[TASK DETAILS]:
Below is a listing. Write out exactly its lines between the one holding "a non-success status." and the one holding "succeed on retry.", inclusive.

[[ RECORDS SHOWN, beginning ]]

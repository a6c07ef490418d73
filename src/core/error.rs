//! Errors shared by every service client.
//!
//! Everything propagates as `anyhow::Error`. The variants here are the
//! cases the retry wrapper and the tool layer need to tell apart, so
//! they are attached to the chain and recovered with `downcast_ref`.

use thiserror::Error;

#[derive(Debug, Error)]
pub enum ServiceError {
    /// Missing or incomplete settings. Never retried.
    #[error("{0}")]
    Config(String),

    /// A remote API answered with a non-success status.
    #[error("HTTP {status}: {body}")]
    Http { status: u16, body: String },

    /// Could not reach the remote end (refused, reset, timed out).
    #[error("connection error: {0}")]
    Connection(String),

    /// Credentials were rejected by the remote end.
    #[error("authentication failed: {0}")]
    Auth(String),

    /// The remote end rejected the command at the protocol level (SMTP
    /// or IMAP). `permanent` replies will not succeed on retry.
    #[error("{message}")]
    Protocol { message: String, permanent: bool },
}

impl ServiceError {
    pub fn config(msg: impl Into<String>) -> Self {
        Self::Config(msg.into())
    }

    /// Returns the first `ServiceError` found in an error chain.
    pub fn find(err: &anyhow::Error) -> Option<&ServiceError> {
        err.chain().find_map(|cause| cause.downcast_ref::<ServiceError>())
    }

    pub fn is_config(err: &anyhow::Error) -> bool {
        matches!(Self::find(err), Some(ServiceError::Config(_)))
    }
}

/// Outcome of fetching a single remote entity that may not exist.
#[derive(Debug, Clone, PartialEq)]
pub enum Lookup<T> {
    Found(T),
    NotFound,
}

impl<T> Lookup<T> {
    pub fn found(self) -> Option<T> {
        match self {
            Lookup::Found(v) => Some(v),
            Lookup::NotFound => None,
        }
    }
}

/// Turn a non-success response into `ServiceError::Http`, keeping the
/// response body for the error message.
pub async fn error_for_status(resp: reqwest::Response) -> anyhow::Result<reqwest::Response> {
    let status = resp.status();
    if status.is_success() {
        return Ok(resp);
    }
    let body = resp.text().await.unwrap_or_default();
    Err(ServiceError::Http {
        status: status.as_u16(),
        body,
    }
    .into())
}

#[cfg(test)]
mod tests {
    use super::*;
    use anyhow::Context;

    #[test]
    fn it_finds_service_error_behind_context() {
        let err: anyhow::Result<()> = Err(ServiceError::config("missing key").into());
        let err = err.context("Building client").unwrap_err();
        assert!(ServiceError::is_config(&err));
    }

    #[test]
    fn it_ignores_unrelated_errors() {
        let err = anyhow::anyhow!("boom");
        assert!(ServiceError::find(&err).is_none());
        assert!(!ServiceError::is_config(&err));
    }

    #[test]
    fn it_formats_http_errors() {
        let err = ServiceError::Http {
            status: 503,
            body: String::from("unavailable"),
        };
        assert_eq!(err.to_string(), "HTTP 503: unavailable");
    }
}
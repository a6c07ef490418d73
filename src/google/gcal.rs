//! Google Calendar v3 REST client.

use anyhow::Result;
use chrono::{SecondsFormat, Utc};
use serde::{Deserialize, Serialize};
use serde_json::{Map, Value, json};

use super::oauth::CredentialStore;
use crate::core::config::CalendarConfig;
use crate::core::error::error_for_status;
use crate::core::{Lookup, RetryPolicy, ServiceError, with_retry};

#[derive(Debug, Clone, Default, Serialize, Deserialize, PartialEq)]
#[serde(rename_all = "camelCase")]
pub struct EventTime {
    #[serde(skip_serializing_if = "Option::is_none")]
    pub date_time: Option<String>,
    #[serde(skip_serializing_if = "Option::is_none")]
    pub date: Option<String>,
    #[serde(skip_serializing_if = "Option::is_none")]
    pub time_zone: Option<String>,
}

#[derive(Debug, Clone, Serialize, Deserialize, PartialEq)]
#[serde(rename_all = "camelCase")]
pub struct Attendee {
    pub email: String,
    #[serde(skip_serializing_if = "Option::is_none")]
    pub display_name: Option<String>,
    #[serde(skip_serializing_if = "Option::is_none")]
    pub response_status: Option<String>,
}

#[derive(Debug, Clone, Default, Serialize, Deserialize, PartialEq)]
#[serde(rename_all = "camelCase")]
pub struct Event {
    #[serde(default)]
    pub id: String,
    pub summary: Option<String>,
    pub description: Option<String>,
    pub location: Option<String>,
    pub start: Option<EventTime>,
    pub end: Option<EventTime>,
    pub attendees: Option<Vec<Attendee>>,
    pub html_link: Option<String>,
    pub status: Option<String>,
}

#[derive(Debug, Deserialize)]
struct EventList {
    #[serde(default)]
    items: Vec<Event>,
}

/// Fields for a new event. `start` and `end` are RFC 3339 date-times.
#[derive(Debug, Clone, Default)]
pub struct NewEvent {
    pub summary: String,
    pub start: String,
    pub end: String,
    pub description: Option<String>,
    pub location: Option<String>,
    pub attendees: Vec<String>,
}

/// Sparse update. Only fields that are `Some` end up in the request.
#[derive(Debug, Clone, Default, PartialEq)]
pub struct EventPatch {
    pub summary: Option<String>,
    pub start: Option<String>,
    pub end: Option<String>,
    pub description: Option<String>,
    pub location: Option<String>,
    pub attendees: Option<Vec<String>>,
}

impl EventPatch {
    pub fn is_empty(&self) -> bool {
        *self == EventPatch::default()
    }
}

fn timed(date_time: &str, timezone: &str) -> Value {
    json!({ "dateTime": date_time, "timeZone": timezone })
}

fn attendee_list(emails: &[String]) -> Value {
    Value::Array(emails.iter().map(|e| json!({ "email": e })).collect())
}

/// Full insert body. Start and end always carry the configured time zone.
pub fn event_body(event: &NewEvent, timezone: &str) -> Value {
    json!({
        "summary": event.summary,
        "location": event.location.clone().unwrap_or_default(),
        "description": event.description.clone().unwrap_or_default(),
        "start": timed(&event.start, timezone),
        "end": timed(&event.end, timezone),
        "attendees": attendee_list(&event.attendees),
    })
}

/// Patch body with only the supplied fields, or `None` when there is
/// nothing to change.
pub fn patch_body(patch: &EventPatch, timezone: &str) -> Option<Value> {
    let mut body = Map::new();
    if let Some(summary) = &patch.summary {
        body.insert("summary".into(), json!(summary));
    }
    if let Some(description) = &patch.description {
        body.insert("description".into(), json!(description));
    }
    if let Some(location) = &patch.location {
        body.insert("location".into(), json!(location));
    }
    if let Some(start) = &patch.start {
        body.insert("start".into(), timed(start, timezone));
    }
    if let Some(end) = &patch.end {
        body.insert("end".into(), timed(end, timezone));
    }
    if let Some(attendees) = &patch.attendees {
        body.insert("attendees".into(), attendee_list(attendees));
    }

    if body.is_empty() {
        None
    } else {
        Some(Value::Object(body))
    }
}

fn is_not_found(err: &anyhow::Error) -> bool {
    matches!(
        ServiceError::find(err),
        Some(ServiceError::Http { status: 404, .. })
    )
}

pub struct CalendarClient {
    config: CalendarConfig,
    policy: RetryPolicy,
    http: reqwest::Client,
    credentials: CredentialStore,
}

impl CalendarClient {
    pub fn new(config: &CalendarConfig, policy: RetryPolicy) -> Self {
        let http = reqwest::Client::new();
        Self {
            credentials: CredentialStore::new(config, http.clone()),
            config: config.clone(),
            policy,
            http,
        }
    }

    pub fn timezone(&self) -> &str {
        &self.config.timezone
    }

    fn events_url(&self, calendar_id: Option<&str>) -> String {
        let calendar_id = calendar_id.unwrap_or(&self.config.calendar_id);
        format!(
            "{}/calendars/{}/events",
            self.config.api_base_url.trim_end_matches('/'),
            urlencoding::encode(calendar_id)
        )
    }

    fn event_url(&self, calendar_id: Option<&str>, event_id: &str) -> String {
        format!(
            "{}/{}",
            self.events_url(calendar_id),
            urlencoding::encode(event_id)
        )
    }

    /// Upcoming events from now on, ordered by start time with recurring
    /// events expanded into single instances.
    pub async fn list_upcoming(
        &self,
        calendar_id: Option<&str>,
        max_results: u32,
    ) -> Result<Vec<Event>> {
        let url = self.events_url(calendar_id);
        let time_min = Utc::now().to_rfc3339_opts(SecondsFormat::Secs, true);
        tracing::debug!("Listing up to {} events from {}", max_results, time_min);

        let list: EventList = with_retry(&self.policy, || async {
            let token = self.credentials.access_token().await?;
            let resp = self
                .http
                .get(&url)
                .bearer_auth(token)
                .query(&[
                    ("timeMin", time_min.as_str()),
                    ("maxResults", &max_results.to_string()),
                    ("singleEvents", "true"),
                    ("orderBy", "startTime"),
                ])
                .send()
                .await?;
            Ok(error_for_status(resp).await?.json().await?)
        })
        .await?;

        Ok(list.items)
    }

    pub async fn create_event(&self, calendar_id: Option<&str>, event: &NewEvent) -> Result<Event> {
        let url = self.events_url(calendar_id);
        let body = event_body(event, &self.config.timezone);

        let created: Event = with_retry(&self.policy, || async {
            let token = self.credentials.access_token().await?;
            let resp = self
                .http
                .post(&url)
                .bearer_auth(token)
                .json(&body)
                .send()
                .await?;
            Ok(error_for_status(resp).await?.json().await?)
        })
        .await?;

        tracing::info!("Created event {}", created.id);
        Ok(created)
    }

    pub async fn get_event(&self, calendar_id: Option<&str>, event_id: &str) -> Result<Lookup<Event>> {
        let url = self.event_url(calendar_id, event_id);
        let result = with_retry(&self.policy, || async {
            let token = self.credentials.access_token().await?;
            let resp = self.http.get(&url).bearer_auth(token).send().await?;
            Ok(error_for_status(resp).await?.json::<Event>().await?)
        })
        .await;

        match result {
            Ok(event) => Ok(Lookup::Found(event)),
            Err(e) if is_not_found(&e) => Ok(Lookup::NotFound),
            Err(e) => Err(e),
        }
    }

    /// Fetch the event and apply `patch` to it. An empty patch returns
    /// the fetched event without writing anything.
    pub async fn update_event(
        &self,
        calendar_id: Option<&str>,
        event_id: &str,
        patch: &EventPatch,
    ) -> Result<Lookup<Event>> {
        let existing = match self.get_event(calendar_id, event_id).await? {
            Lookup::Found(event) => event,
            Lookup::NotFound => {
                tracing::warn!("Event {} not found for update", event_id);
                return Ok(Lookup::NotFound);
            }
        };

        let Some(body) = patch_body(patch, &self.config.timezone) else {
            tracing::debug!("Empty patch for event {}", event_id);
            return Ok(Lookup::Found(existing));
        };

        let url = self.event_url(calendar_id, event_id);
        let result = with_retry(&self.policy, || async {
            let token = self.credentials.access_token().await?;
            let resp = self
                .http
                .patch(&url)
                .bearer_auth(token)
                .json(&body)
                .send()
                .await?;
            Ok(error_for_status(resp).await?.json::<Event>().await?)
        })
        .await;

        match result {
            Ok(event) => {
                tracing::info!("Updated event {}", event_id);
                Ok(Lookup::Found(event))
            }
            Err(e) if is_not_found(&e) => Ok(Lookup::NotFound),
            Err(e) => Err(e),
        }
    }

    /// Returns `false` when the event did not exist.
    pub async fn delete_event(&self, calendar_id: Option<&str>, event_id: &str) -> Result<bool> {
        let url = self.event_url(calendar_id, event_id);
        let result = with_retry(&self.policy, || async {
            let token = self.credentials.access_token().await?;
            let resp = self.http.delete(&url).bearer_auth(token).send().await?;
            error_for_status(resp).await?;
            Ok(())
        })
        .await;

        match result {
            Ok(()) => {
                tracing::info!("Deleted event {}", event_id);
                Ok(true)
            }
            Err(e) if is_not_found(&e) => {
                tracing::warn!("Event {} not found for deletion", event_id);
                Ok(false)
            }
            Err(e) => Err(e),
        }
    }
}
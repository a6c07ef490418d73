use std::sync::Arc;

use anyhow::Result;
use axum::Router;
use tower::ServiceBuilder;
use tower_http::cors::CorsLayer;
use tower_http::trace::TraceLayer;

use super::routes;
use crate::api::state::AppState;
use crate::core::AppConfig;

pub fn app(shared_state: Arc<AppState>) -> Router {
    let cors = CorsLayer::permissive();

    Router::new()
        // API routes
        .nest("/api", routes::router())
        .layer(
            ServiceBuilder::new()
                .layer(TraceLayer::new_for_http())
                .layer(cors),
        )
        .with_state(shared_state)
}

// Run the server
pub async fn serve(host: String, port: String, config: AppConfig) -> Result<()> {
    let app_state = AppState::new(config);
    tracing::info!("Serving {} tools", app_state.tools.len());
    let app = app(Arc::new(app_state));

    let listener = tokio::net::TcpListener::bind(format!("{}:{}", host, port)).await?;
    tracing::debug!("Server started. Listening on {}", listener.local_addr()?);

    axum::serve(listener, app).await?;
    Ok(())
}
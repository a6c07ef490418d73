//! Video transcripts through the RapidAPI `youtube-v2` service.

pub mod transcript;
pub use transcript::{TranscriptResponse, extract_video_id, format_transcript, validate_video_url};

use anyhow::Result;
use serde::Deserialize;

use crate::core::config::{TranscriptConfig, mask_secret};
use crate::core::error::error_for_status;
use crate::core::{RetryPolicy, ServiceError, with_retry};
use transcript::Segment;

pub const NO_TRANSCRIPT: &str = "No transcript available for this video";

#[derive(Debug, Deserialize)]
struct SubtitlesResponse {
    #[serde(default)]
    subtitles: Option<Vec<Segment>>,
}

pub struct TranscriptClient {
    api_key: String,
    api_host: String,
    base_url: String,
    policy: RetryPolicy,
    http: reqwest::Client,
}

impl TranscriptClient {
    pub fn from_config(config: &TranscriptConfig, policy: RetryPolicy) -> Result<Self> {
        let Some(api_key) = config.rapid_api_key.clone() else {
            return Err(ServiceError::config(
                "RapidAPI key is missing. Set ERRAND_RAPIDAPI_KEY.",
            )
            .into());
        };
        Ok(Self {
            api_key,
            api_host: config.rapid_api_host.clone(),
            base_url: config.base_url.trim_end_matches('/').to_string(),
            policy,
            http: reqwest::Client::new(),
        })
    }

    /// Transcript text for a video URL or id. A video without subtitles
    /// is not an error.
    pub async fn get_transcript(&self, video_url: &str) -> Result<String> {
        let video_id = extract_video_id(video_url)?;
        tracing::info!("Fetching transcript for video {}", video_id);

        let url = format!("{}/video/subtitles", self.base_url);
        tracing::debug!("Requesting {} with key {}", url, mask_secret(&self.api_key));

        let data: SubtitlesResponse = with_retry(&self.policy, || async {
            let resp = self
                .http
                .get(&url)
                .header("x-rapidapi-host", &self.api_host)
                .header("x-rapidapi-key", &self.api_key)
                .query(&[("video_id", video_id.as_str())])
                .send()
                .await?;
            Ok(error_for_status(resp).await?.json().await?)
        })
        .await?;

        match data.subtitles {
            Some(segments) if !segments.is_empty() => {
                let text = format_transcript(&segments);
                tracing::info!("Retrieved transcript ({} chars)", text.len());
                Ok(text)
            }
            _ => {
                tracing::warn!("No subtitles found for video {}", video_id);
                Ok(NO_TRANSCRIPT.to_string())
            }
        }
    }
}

[[ RECORDS SHOWN, end ]]

[TASK RESPONSE]:
    /// A remote API answered with a non-success status.
    #[error("HTTP {status}: {body}")]
    Http { status: u16, body: String },

    /// Could not reach the remote end (refused, reset, timed out).
    #[error("connection error: {0}")]
    Connection(String),

    /// Credentials were rejected by the remote end.
    #[error("authentication failed: {0}")]
    Auth(String),

    /// The remote end rejected the command at the protocol level (SMTP
    /// or IMAP). `permanent` replies will not succeed on retry.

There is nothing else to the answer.